The Cyber Security News

Latest Cyber Security News

Header Right

  • Latest News
  • Vulnerabilities
  • Cloud Services
paypal pays a hacker $200,000 for discovering 'one click hack' vulnerability

PayPal Pays a Hacker $200,000 for Discovering ‘One-Click-Hack’ Vulnerability

You are here: Home / General Cyber Security News / PayPal Pays a Hacker $200,000 for Discovering ‘One-Click-Hack’ Vulnerability
May 23, 2022

A security researcher disclosed aspects of a clickjacking attack shown towards PayPal that could be exploited to steal victims’ account balances in a single simply click.

Clickjacking, also identified as UI redressing, refers to a procedure wherein an unwitting user is tricked into clicking seemingly innocuous webpage aspects like buttons with the objective of downloading malware, redirecting to destructive web-sites, or disclose delicate information.

This is ordinarily attained by displaying an invisible webpage or HTML element on prime of the obvious website page, resulting in a circumstance wherever buyers are fooled into imagining that they are clicking the respectable website page when they are in fact clicking the rogue component overlaid atop it.

✔ Approved Seller From Our Partners
Malwarebytes Premium 2022

Protect yourself against all threads using Malwarebytes.
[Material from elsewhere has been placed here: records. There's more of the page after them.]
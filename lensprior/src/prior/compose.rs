//! Building blocks shared by every prior variant.
//!
//! Each helper realises one rule of sample composition: independent draws,
//! the (q, φ) → (e1, e2) conversion, placing the source relative to the lens,
//! sharing the lens center, and anchoring the external shear. The variants
//! apply them in their own order.

use rand::Rng;

use crate::config::{ComponentSpec, GridModelConfig, ParameterSpec};
use crate::cosmology::Cosmology;
use crate::distributions::Distribution;
use crate::ellipticity::phi_q2_ellipticity;
use crate::empirical::{choose_distinct_pair, choose_weighted, EmpiricalModel};
use crate::error::{PriorError, Result};
use crate::sample::{Component, Params, Profile, Sample};

/// Compiled independent draws of one component.
///
/// Every distribution-specified parameter is turned into a [`Distribution`]
/// up front, so unknown families and bad hyperparameters fail when the prior
/// is built rather than on the first draw.
#[derive(Debug, Clone)]
pub struct ComponentDraws {
    pub component: Component,
    pub profile: Profile,
    draws: Vec<(String, Distribution)>,
}

impl ComponentDraws {
    /// Compile the distribution-specified parameters of `spec`.
    ///
    /// # Arguments
    /// * `component` - Component the spec belongs to
    /// * `spec` - Declarative spec from the configuration
    /// * `model_slots` - Parameters the caller derives from empirical
    ///   models; a model reference anywhere else is a configuration error
    pub fn compile(component: Component, spec: &ComponentSpec, model_slots: &[&str]) -> Result<Self> {
        let mut draws = Vec::new();
        for (name, param) in &spec.params {
            match param {
                ParameterSpec::Dist(_) if is_shared_center(component, name) => {
                    log::debug!("{component}.{name} follows the lens mass center, not drawn");
                }
                ParameterSpec::Dist(dist) => {
                    let distribution = Distribution::from_spec(dist).map_err(|e| {
                        PriorError::config(format!("{component}.{name}: {e}"))
                    })?;
                    draws.push((name.clone(), distribution));
                }
                ParameterSpec::Model(model) if !model_slots.contains(&name.as_str()) => {
                    return Err(PriorError::config(format!(
                        "model '{}' cannot produce {component}.{name}",
                        model.name
                    )));
                }
                ParameterSpec::Model(_) | ParameterSpec::Derived => {}
            }
        }
        log::debug!(
            "Compiled {} independent draws for {component} ({})",
            draws.len(),
            spec.profile
        );
        Ok(Self {
            component,
            profile: spec.profile,
            draws,
        })
    }

    pub fn distribution(&self, name: &str) -> Option<&Distribution> {
        self.draws
            .iter()
            .find_map(|(param, dist)| (param == name).then_some(dist))
    }

    pub fn names(&self) -> impl Iterator<Item = &str> {
        self.draws.iter().map(|(name, _)| name.as_str())
    }
}

/// Lens light position, always copied from the lens mass by [`share_lens_center`]
fn is_shared_center(component: Component, name: &str) -> bool {
    component == Component::LensLight && matches!(name, "center_x" | "center_y")
}

/// Compile the independent draws of every component in `components`.
pub fn compile_components<'a>(
    components: &[Component],
    spec_of: impl Fn(Component) -> Result<&'a ComponentSpec>,
    model_slots: impl Fn(Component) -> &'static [&'static str],
) -> Result<Vec<ComponentDraws>> {
    components
        .iter()
        .map(|&component| ComponentDraws::compile(component, spec_of(component)?, model_slots(component)))
        .collect()
}

/// Draw every compiled parameter of `draws` that `params` does not hold yet.
pub fn draw_independent<R: Rng + ?Sized>(
    params: &mut Params,
    draws: &ComponentDraws,
    rng: &mut R,
) -> Result<()> {
    for (name, dist) in &draws.draws {
        if params.contains_key(name) {
            continue;
        }
        let value = dist.sample(rng)?;
        log::trace!("{}.{name} = {value} (independent draw)", draws.component);
        params.insert(name.clone(), value);
    }
    Ok(())
}

/// Draw the independent parameters of every component into `sample`.
pub fn draw_all_independent<R: Rng + ?Sized>(
    sample: &mut Sample,
    components: &[ComponentDraws],
    rng: &mut R,
) -> Result<()> {
    for draws in components {
        let params = sample
            .components
            .get_mut(draws.component)
            .ok_or_else(|| PriorError::config(format!("{} is not in the sample", draws.component)))?;
        draw_independent(params, draws, rng)?;
    }
    Ok(())
}

/// Grid of values with draw weights, built once per prior
#[derive(Debug, Clone, PartialEq)]
pub struct WeightedGrid {
    values: Vec<f64>,
    weights: Vec<f64>,
}

impl WeightedGrid {
    pub fn new(values: Vec<f64>, weights: Vec<f64>) -> Result<Self> {
        if values.len() != weights.len() {
            return Err(PriorError::config(format!(
                "grid of {} points has {} weights",
                values.len(),
                weights.len()
            )));
        }
        if !weights.iter().any(|&w| w > 0.0) {
            return Err(PriorError::config("grid has no point with positive weight"));
        }
        Ok(Self { values, weights })
    }

    /// Redshift grid weighted by the differential comoving volume
    pub fn redshifts(cosmo: &Cosmology, redshift: &GridModelConfig) -> Result<Self> {
        match EmpiricalModel::resolve(&redshift.model, None)? {
            EmpiricalModel::ComovingVolume => {}
            other => {
                return Err(PriorError::config(format!(
                    "redshift grid cannot be weighted by the {} model",
                    other.role()
                )))
            }
        }
        let values = redshift.grid.values();
        let weights = cosmo.differential_comoving_volume_grid(&values)?;
        log::debug!(
            "Redshift grid of {} points over [{}, {})",
            values.len(),
            redshift.grid.start,
            redshift.grid.stop
        );
        Self::new(values, weights)
    }

    /// Velocity dispersion grid weighted by a velocity dispersion function
    pub fn velocity_dispersions(vel_disp: &GridModelConfig) -> Result<Self> {
        let vdf = match EmpiricalModel::resolve(&vel_disp.model, None)? {
            EmpiricalModel::VelocityDispersion(vdf) => vdf,
            other => {
                return Err(PriorError::config(format!(
                    "velocity dispersion grid cannot be weighted by the {} model",
                    other.role()
                )))
            }
        };
        let values = vel_disp.grid.values();
        let weights = vdf.weights(&values);
        log::debug!(
            "Velocity dispersion grid of {} points over [{}, {}) km/s",
            values.len(),
            vel_disp.grid.start,
            vel_disp.grid.stop
        );
        Self::new(values, weights)
    }

    pub fn values(&self) -> &[f64] {
        &self.values
    }

    pub fn choose<R: Rng + ?Sized>(&self, rng: &mut R) -> Result<f64> {
        choose_weighted(&self.values, &self.weights, rng)
    }

    /// Two distinct points in increasing order
    pub fn choose_pair<R: Rng + ?Sized>(&self, rng: &mut R) -> Result<(f64, f64)> {
        choose_distinct_pair(&self.values, &self.weights, rng)
    }
}

/// Replace `q, phi` by `e1, e2` when `profile` takes Cartesian ellipticity.
///
/// Leaves `params` untouched if `e1` is already present or either of `q`,
/// `phi` is missing.
///
/// # Returns
/// Whether a conversion happened
pub fn convert_qphi_to_e1e2(params: &mut Params, profile: Profile) -> bool {
    if !profile.uses_ellipticity() || params.contains_key("e1") {
        return false;
    }
    let (Some(&q), Some(&phi)) = (params.get("q"), params.get("phi")) else {
        return false;
    };
    params.remove("q");
    params.remove("phi");
    let (e1, e2) = phi_q2_ellipticity(phi, q);
    params.insert("e1".into(), e1);
    params.insert("e2".into(), e2);
    true
}

/// [`convert_qphi_to_e1e2`] for every non-pixel component of `sample`.
pub fn convert_all_qphi(sample: &mut Sample, components: &[ComponentDraws]) {
    for draws in components.iter().filter(|d| !d.profile.is_pixel()) {
        if let Some(params) = sample.components.get_mut(draws.component) {
            if convert_qphi_to_e1e2(params, draws.profile) {
                log::trace!("{}.e1, e2 from q, phi (sibling conversion)", draws.component);
            }
        }
    }
}

/// Lens mass center, the origin of every relative position
pub fn lens_center(sample: &Sample) -> (f64, f64) {
    (
        sample.param(Component::LensMass, "center_x").unwrap_or(0.0),
        sample.param(Component::LensMass, "center_y").unwrap_or(0.0),
    )
}

/// Translate the source position `(x_key, y_key)` from lens-relative to
/// absolute coordinates.
///
/// Missing source coordinates are taken as zero offset.
pub fn reframe_source_center(sample: &mut Sample, x_key: &str, y_key: &str) {
    let (lens_x, lens_y) = lens_center(sample);
    if let Some(src) = sample.components.get_mut(Component::SrcLight) {
        *src.entry(x_key.to_string()).or_insert(0.0) += lens_x;
        *src.entry(y_key.to_string()).or_insert(0.0) += lens_y;
    }
}

/// Force the lens light center onto the lens mass center.
pub fn share_lens_center(sample: &mut Sample) {
    let (lens_x, lens_y) = lens_center(sample);
    if let Some(light) = sample.components.get_mut(Component::LensLight) {
        light.insert("center_x".into(), lens_x);
        light.insert("center_y".into(), lens_y);
    }
}

/// Define the external shear about the lens center (`ra_0`, `dec_0`).
pub fn anchor_external_shear(sample: &mut Sample) {
    let (lens_x, lens_y) = lens_center(sample);
    if let Some(shear) = sample.components.get_mut(Component::ExternalShear) {
        shear.insert("ra_0".into(), lens_x);
        shear.insert("dec_0".into(), lens_y);
    }
}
Get Malwarebytes Premium with 60% discount from a Malwarebytes official seller SerialCart® (Limited Offer).

➤ Activate Your Coupon Code


“Consequently, the attacker is ‘hijacking’ clicks intended for [the legitimate] web site and routing them to a different webpage, most most likely owned by an additional application, area, or each,” security researcher h4x0r_dz wrote in a put up documenting the results.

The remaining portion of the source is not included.